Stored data
================
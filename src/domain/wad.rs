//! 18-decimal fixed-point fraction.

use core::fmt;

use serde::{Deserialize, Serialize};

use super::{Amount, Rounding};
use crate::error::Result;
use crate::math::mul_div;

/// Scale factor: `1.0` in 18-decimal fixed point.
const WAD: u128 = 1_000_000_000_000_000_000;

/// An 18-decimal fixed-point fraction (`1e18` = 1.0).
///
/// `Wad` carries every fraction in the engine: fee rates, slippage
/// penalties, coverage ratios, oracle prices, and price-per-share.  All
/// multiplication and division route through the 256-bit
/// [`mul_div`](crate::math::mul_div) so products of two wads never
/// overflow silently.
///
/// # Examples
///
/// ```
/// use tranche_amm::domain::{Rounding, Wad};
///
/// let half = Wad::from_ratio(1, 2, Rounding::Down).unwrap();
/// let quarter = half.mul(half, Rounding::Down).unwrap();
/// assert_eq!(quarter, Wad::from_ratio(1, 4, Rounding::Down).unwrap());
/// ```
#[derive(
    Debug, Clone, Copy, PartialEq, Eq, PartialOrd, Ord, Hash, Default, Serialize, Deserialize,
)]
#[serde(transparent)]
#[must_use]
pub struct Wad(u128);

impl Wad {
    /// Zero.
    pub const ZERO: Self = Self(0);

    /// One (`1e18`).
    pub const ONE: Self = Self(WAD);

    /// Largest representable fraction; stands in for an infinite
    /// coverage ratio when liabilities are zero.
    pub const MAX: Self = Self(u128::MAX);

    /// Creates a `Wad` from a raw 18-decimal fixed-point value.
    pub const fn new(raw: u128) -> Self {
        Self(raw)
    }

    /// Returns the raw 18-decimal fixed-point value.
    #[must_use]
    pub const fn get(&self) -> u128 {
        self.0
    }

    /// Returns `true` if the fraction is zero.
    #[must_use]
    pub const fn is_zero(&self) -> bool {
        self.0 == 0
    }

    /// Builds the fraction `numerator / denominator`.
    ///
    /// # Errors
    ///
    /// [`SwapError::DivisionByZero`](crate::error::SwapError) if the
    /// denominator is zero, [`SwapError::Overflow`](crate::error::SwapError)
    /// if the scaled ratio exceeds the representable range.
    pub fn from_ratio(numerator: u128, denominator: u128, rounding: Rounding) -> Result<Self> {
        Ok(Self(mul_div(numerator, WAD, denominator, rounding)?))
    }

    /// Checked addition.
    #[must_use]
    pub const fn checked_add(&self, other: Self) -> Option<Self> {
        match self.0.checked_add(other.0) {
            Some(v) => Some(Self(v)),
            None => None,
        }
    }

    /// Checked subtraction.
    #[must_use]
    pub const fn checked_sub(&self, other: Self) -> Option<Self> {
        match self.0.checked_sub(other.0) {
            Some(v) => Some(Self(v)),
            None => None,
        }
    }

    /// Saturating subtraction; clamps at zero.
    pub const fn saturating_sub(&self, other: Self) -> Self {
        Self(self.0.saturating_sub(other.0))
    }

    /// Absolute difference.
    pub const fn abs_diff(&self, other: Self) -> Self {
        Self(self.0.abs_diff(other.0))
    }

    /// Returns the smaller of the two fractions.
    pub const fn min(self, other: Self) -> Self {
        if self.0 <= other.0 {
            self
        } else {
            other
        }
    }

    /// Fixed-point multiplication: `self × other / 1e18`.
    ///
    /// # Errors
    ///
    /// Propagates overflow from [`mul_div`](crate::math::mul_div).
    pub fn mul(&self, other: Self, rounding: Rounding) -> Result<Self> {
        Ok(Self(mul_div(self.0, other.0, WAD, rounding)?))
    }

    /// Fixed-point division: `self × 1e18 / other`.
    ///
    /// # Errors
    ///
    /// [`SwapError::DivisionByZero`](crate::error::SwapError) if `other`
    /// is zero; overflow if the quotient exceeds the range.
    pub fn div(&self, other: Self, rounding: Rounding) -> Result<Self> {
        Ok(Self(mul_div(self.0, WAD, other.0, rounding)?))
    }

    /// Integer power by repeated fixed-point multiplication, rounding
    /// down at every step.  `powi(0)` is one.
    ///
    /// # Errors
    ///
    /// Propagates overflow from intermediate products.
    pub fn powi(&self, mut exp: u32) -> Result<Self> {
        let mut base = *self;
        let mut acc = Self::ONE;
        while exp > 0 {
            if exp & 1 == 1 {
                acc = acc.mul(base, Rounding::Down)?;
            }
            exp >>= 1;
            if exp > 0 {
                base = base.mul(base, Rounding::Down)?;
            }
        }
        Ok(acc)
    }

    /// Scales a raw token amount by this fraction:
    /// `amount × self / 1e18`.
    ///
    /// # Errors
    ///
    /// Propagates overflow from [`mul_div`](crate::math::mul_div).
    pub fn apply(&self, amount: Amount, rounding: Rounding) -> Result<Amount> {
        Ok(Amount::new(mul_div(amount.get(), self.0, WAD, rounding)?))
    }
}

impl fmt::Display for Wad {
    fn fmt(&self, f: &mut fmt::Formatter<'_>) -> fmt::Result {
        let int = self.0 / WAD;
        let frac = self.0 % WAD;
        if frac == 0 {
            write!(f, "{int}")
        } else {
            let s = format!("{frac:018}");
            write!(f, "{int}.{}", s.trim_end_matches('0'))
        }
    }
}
================
▸ **Work order**: Every entry must be output again exactly as it was given.

▸ **Worked solution**:
filename src/domain/wad.rs
//! 18-decimal fixed-point fraction.

use core::fmt;

use serde::{Deserialize, Serialize};

use super::{Amount, Rounding};
use crate::error::Result;
use crate::math::mul_div;

/// Scale factor: `1.0` in 18-decimal fixed point.
const WAD: u128 = 1_000_000_000_000_000_000;

/// An 18-decimal fixed-point fraction (`1e18` = 1.0).
///
/// `Wad` carries every fraction in the engine: fee rates, slippage
/// penalties, coverage ratios, oracle prices, and price-per-share.  All
/// multiplication and division route through the 256-bit
/// [`mul_div`](crate::math::mul_div) so products of two wads never
/// overflow silently.
///
/// # Examples
///
/// ```
/// use tranche_amm::domain::{Rounding, Wad};
///
/// let half = Wad::from_ratio(1, 2, Rounding::Down).unwrap();
/// let quarter = half.mul(half, Rounding::Down).unwrap();
/// assert_eq!(quarter, Wad::from_ratio(1, 4, Rounding::Down).unwrap());
/// ```
#[derive(
    Debug, Clone, Copy, PartialEq, Eq, PartialOrd, Ord, Hash, Default, Serialize, Deserialize,
)]
#[serde(transparent)]
#[must_use]
pub struct Wad(u128);

impl Wad {
    /// Zero.
    pub const ZERO: Self = Self(0);

    /// One (`1e18`).
    pub const ONE: Self = Self(WAD);

    /// Largest representable fraction; stands in for an infinite
    /// coverage ratio when liabilities are zero.
    pub const MAX: Self = Self(u128::MAX);

    /// Creates a `Wad` from a raw 18-decimal fixed-point value.
    pub const fn new(raw: u128) -> Self {
        Self(raw)
    }

    /// Returns the raw 18-decimal fixed-point value.
    #[must_use]
    pub const fn get(&self) -> u128 {
        self.0
    }

    /// Returns `true` if the fraction is zero.
    #[must_use]
    pub const fn is_zero(&self) -> bool {
        self.0 == 0
    }

    /// Builds the fraction `numerator / denominator`.
    ///
    /// # Errors
    ///
    /// [`SwapError::DivisionByZero`](crate::error::SwapError) if the
    /// denominator is zero, [`SwapError::Overflow`](crate::error::SwapError)
    /// if the scaled ratio exceeds the representable range.
    pub fn from_ratio(numerator: u128, denominator: u128, rounding: Rounding) -> Result<Self> {
        Ok(Self(mul_div(numerator, WAD, denominator, rounding)?))
    }

    /// Checked addition.
    #[must_use]
    pub const fn checked_add(&self, other: Self) -> Option<Self> {
        match self.0.checked_add(other.0) {
            Some(v) => Some(Self(v)),
            None => None,
        }
    }

    /// Checked subtraction.
    #[must_use]
    pub const fn checked_sub(&self, other: Self) -> Option<Self> {
        match self.0.checked_sub(other.0) {
            Some(v) => Some(Self(v)),
            None => None,
        }
    }

    /// Saturating subtraction; clamps at zero.
    pub const fn saturating_sub(&self, other: Self) -> Self {
        Self(self.0.saturating_sub(other.0))
    }

    /// Absolute difference.
    pub const fn abs_diff(&self, other: Self) -> Self {
        Self(self.0.abs_diff(other.0))
    }

    /// Returns the smaller of the two fractions.
    pub const fn min(self, other: Self) -> Self {
        if self.0 <= other.0 {
            self
        } else {
            other
        }
    }

    /// Fixed-point multiplication: `self × other / 1e18`.
    ///
    /// # Errors
    ///
    /// Propagates overflow from [`mul_div`](crate::math::mul_div).
    pub fn mul(&self, other: Self, rounding: Rounding) -> Result<Self> {
        Ok(Self(mul_div(self.0, other.0, WAD, rounding)?))
    }

    /// Fixed-point division: `self × 1e18 / other`.
    ///
    /// # Errors
    ///
    /// [`SwapError::DivisionByZero`](crate::error::SwapError) if `other`
    /// is zero; overflow if the quotient exceeds the range.
    pub fn div(&self, other: Self, rounding: Rounding) -> Result<Self> {
        Ok(Self(mul_div(self.0, WAD, other.0, rounding)?))
    }

    /// Integer power by repeated fixed-point multiplication, rounding
    /// down at every step.  `powi(0)` is one.
    ///
    /// # Errors
    ///
    /// Propagates overflow from intermediate products.
    pub fn powi(&self, mut exp: u32) -> Result<Self> {
        let mut base = *self;
        let mut acc = Self::ONE;
        while exp > 0 {
            if exp & 1 == 1 {
                acc = acc.mul(base, Rounding::Down)?;
            }
            exp >>= 1;
            if exp > 0 {
                base = base.mul(base, Rounding::Down)?;
            }
        }
        Ok(acc)
    }

    /// Scales a raw token amount by this fraction:
    /// `amount × self / 1e18`.
    ///
    /// # Errors
    ///
    /// Propagates overflow from [`mul_div`](crate::math::mul_div).
    pub fn apply(&self, amount: Amount, rounding: Rounding) -> Result<Amount> {
        Ok(Amount::new(mul_div(amount.get(), self.0, WAD, rounding)?))
    }
}

impl fmt::Display for Wad {
    fn fmt(&self, f: &mut fmt::Formatter<'_>) -> fmt::Result {
        let int = self.0 / WAD;
        let frac = self.0 % WAD;
        if frac == 0 {
            write!(f, "{int}")
        } else {
            let s = format!("{frac:018}");
            write!(f, "{int}.{}", s.trim_end_matches('0'))
        }
    }
}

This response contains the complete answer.